Find every line in the data that contains the word "ErrorCode". Return each of those lines.

Top of Source data

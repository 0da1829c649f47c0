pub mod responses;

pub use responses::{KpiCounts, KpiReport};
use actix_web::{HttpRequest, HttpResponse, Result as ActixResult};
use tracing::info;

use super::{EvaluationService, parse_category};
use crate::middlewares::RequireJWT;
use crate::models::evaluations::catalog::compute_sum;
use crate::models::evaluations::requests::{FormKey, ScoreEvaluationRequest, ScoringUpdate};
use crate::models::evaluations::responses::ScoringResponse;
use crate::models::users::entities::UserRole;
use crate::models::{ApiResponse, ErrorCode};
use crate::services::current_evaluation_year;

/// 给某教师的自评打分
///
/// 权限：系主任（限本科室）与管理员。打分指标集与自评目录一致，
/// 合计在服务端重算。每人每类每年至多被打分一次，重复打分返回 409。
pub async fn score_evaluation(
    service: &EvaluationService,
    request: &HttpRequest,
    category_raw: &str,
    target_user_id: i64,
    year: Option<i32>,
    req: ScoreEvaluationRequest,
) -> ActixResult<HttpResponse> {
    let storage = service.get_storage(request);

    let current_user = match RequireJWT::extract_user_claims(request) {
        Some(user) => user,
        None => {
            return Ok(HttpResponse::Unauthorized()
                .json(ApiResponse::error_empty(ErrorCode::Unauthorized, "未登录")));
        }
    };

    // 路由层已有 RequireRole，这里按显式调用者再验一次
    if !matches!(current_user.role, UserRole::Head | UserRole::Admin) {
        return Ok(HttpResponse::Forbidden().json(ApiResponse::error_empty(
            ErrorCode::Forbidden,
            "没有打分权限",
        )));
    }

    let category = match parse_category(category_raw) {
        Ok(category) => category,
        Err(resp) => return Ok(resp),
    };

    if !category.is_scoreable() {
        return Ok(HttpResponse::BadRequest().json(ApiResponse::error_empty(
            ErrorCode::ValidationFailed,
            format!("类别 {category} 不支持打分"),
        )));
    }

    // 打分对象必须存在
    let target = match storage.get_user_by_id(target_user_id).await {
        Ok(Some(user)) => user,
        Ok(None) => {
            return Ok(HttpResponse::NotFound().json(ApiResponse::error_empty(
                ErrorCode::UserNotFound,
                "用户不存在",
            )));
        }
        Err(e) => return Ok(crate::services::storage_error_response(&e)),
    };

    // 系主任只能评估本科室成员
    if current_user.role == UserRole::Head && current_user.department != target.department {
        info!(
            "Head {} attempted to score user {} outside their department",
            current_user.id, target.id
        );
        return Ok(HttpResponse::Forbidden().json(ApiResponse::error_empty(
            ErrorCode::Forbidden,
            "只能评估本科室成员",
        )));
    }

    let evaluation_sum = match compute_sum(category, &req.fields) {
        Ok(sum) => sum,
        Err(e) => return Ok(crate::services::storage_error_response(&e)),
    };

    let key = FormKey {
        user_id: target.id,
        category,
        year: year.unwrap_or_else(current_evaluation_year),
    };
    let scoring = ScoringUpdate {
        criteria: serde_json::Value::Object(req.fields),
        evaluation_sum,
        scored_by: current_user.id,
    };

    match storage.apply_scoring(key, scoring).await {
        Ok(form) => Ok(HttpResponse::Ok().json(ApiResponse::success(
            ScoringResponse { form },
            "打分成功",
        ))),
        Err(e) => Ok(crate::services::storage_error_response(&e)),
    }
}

Bottom of Source data
Top of Source data

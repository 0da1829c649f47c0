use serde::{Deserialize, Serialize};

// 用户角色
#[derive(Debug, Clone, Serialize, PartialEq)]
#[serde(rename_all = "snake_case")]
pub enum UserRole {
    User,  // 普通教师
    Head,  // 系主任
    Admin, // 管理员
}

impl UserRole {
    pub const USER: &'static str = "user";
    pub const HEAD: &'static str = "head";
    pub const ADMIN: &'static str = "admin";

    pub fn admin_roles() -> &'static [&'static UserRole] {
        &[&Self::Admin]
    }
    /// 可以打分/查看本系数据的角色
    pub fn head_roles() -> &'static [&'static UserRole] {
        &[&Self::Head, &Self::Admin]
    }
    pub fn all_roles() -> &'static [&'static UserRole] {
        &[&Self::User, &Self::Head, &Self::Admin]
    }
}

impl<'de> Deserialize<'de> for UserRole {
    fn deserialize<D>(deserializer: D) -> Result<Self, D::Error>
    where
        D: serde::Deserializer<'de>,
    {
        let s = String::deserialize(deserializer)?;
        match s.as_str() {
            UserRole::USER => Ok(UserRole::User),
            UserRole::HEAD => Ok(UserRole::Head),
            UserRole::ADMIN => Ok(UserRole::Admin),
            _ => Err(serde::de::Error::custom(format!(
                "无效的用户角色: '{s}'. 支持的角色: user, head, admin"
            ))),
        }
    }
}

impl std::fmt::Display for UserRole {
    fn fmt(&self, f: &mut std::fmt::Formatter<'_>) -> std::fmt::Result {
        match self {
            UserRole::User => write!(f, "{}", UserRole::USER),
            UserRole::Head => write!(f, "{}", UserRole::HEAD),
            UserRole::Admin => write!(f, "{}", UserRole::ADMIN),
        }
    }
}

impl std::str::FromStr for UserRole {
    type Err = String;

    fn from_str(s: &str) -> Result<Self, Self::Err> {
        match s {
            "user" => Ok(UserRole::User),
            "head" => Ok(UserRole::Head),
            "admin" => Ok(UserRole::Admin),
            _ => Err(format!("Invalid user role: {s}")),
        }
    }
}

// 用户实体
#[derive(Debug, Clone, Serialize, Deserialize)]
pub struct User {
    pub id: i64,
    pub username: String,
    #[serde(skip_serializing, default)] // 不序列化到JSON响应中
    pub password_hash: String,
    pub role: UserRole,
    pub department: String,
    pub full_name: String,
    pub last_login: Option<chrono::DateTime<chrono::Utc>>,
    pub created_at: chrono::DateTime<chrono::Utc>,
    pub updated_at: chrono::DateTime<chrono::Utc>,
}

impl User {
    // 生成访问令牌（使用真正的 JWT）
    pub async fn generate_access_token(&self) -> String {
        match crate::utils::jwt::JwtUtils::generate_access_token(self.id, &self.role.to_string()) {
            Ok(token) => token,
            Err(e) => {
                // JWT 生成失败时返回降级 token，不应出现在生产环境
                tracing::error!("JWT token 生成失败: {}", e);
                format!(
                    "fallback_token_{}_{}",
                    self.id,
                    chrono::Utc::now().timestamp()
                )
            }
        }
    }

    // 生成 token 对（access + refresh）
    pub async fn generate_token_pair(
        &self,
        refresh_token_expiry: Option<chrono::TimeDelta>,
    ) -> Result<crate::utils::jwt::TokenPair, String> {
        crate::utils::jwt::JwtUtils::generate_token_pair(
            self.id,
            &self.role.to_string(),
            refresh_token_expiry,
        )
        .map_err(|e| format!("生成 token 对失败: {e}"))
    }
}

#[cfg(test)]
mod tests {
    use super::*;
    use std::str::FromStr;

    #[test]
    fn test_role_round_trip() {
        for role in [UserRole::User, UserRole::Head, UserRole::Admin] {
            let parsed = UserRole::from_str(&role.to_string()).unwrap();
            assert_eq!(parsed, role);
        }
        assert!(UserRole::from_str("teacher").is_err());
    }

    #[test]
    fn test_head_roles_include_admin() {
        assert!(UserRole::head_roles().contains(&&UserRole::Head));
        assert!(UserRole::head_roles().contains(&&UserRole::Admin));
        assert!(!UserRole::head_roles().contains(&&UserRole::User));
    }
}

Bottom of Source data

Solution to this task>
use crate::models::{ApiResponse, ErrorCode};
                .json(ApiResponse::error_empty(ErrorCode::Unauthorized, "未登录")));
            ErrorCode::Forbidden,
            ErrorCode::ValidationFailed,
                ErrorCode::UserNotFound,
            ErrorCode::Forbidden,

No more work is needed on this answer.